Wednesday, April 4, 2018

COMPANY CSR SPECIAL..... Making the most of corporate social responsibility PART II


Making the most of corporate social responsibility PART II
Continuing the conversation—Authors’ response to reader comments
In January 2010, the authors reviewed our readers’ comments on their original article and weighed in on the conversation with new insights and suggestions.
Many thanks to those who read and considered the ideas in our article “Making the most of corporate social responsibility”—and particularly to those who shared their thoughts and experiences on smart partnering. As many rightly pointed out, there has been a groundswell of interest in CSR, as well as a growing number of powerful examples of smart partnering. This momentum reflects an improved understanding of the potential benefits to companies and the increasing maturity of social organizations. Both see the potential for mutually creating value.

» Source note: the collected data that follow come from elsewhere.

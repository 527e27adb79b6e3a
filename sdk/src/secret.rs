//! Persistent `{Locked, Unlocked}` gate for the hidden "secret mode".
//!
//! State is read once at startup and written only after a validated answer.

use std::fs;
use std::io::ErrorKind;
use std::path::{Path, PathBuf};

use solana_sdk::hash::hash;
use tracing::{debug, info};

use crate::error::Result;

const UNLOCKED_MARKER: &str = "unlocked";

#[derive(Debug, Clone, Copy, PartialEq, Eq)]
pub enum GateState {
    Locked,
    Unlocked,
}

#[derive(Debug, Clone)]
pub struct SecretGate {
    path:        PathBuf,
    answer_hash: String,
    state:       GateState,
}

/// Hex SHA-256 of the normalised answer (trimmed, lowercase).
pub fn answer_hash(answer: &str) -> String {
    hash(answer.trim().to_lowercase().as_bytes()).to_bytes()
        .iter()
        .map(|b| format!("{b:02x}"))
        .collect()
}

impl SecretGate {
    /// Read the persisted flag; a missing file means `Locked`.
    pub fn load(path: impl AsRef<Path>, answer_hash: impl Into<String>) -> Result<Self> {
        let path = path.as_ref().to_path_buf();
        let state = match fs::read_to_string(&path) {
            Ok(s) if s.trim() == UNLOCKED_MARKER => GateState::Unlocked,
            Ok(_) => GateState::Locked,
            Err(e) if e.kind() == ErrorKind::NotFound => GateState::Locked,
            Err(e) => return Err(e.into()),
        };
        debug!(path = %path.display(), ?state, "secret gate loaded");
        Ok(Self { path, answer_hash: answer_hash.into().to_lowercase(), state })
    }

    pub fn state(&self) -> GateState {
        self.state
    }

    pub fn is_unlocked(&self) -> bool {
        self.state == GateState::Unlocked
    }

    /// Validate `answer`; on a match, transition to `Unlocked` and persist.
    /// Returns whether the gate is unlocked afterwards.
    pub fn try_unlock(&mut self, answer: &str) -> Result<bool> {
        if self.is_unlocked() {
            return Ok(true);
        }
        if answer_hash(answer) != self.answer_hash {
            return Ok(false);
        }
        if let Some(dir) = self.path.parent().filter(|d| !d.as_os_str().is_empty()) {
            fs::create_dir_all(dir)?;
        }
        fs::write(&self.path, UNLOCKED_MARKER)?;
        self.state = GateState::Unlocked;
        info!(path = %self.path.display(), "secret mode unlocked");
        Ok(true)
    }

    /// Return to `Locked` and forget the persisted flag.
    pub fn lock(&mut self) -> Result<()> {
        match fs::remove_file(&self.path) {
            Ok(()) => {}
            Err(e) if e.kind() == ErrorKind::NotFound => {}
            Err(e) => return Err(e.into()),
        }
        self.state = GateState::Locked;
        Ok(())
    }
}

#[cfg(test)]
mod tests {
    use super::*;

    #[test]
    fn starts_locked_without_storage() {
        let dir = tempfile::tempdir().unwrap();
        let gate = SecretGate::load(dir.path().join("secret"), answer_hash("dlan")).unwrap();
        assert_eq!(gate.state(), GateState::Locked);
    }

    #[test]
    fn wrong_answer_leaves_state_and_storage_alone() {
        let dir = tempfile::tempdir().unwrap();
        let path = dir.path().join("secret");
        let mut gate = SecretGate::load(&path, answer_hash("dlan")).unwrap();

        assert!(!gate.try_unlock("nope").unwrap());
        assert!(!gate.is_unlocked());
        assert!(!path.exists());
    }

    #[test]
    fn right_answer_unlocks_and_survives_reload() {
        let dir = tempfile::tempdir().unwrap();
        let path = dir.path().join("nested").join("secret");
        let mut gate = SecretGate::load(&path, answer_hash("dlan")).unwrap();

        assert!(gate.try_unlock("  DLAN ").unwrap());
        assert!(gate.is_unlocked());

        let reloaded = SecretGate::load(&path, answer_hash("dlan")).unwrap();
        assert_eq!(reloaded.state(), GateState::Unlocked);
    }

    #[test]
    fn lock_clears_storage() {
        let dir = tempfile::tempdir().unwrap();
        let path = dir.path().join("secret");
        let mut gate = SecretGate::load(&path, answer_hash("dlan")).unwrap();
        gate.try_unlock("dlan").unwrap();

        gate.lock().unwrap();
        assert!(!gate.is_unlocked());
        assert!(!path.exists());
        gate.lock().unwrap();
    }

    #[test]
    fn hash_is_normalised_hex() {
        let h = answer_hash("Dlan");
        assert_eq!(h.len(), 64);
        assert_eq!(h, answer_hash(" dlan\n"));
        assert!(h.chars().all(|c| c.is_ascii_hexdigit()));
    }
}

Our aim was to advance the debate on how to make CSR an integral part of core strategic thinking rather than a feel-good add-on to it. Where should we take this conversation? Many of the responses came from academics or from executives responsible for CSR activities in their firms. While this is natural, it raises the question of how best to engage (or help these executives to engage) senior business leaders who make strategic choices and set the direction of companies—particularly the next generation of leaders, who face more pressing global and societal issues than ever before.
Three challenges
Our work, that of others in this field, and the input of McKinsey Quarterlyreaders suggest that there are three basic challenges to making smart partnering a strategic imperative and opportunity for companies. They also suggest ways to overcome those challenges.
1. Get CSR on the strategy table
For CSR to achieve its potential, it must focus on key areas of interaction between a firm and its environment and address value creation activities at the center of the strategic agenda. The challenge is to get innovative CSR thinking on the table when business strategies are being explored and decided. How can we make CSR approaches an integral part of the strategic toolbox for business unit leaders?

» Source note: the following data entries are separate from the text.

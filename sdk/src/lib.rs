//! DLAN Rust SDK
//!
//! Client for the DLAN staking, claim and social program on Solana.
//! Derives every PDA, converts human amounts to exact base units, previews
//! split claims against the live reserve, and submits one signed
//! transaction per action.
//!
//! # Quick Start
//!
//! ```rust,no_run
//! use dlan_sdk::{ClaimKind, DlanClient};
//! use solana_sdk::{pubkey::Pubkey, signature::{Keypair, Signer}};
//! use std::str::FromStr;
//!
//! #[tokio::main]
//! async fn main() -> Result<(), Box<dyn std::error::Error>> {
//!     let program = Pubkey::from_str("11111111111111111111111111111111")?; // your deployment
//!     let mint    = Pubkey::new_unique();
//!     let client  = DlanClient::devnet(program, mint);
//!     let wallet  = Keypair::new(); // use a funded keypair
//!
//!     // 1. Preview what a 3 DLAN/day button would pay right now
//!     let preview = client.preview_claim(&wallet.pubkey(), ClaimKind::Vip, 3_000_000).await?;
//!     println!("payable days: {}  you get: {}", preview.quote.payable_days, preview.quote.user_base_units);
//!
//!     // 2. Claim it
//!     let result = client.vip_claim_split_timed(&wallet, "3").await?;
//!     println!("Claimed! tx: {}", result.signature);
//!
//!     Ok(())
//! }
//! ```
//!
//! # Feature Overview
//!
//! | Method | Description |
//! |--------|-------------|
//! | [`DlanClient::stake`] | Stake USD into the pool |
//! | [`DlanClient::stake_and_mint_priced`] | Invest USD at the vip.json rate |
//! | [`DlanClient::invest_claim_split`] | Claim investment accrual (fee split) |
//! | [`DlanClient::vip_claim_split_timed`] | Claim a VIP tier button (fee split) |
//! | [`DlanClient::preview_claim`] | Live claim breakdown, no transaction |
//! | [`DlanClient::swap`] | Jupiter quote, sign and send |
//! | [`DlanClient::watch_reserve`] | Background reserve refresh |
//! | [`DlanClient::create_post`] | Social post by index |

pub mod claim;
pub mod client;
pub mod config;
pub mod error;
pub mod guard;
pub mod instructions;
pub mod pda;
pub mod poll;
pub mod quote;
pub mod secret;
pub mod state;
pub mod types;
pub mod units;
pub mod vip;

pub use client::DlanClient;
pub use config::ClientConfig;
pub use error::{Error, Result};
pub use types::*;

First, the potential benefits of CSR, notably smart partnering, need to be demonstrated in practice if mainstream senior business leaders are to recognize the significant opportunities it offers. That is why sharing your and our examples is so important. Next, key CSR executives must be part of core strategy processes. Ultimately, CSR must cease to be a separate function and become part of the skill set of all business leaders as an innovative way to solve critical problems.
2. Stretch your strategic ambition for CSR
Several readers spoke of favorably received CSR activities within their organizations in the realms of philanthropy and partnering. As we suggested, the starting point in any CSR strategy should be to outline the CSR activities a company already undertakes and to be clear on their intent and fit within the overall portfolio. Where CSR activities are primarily philanthropic in nature, they can create a strong base for building a company’s reputation and engaging employees. Philanthropy also has other obvious advantages: it is relatively easy to undertake, can often be set off against tax, and requires less effort and commitment across the organization.
The questions with this approach are: What benefits are being left on the table, both for society and the business? What opportunities are being missed? The challenge is to stretch strategic ambitions for CSR and to move actively toward smart partnering, where the biggest opportunities are to be found. Stretching means going beyond common practice. While it is extremely encouraging to see a growing recognition of the benefits of CSR for building employee engagement, this is only the tip of the iceberg. In the examples we described, the benefits matrices set out much broader ambitions and arrays of benefits (short and long term, tangible and intangible) for both society and core business strategies. How can you stretch your company’s ambitions in a similar way? Whom do you need to involve, particularly among mainstream business leaders, to gain new perspectives and challenge conventional wisdom?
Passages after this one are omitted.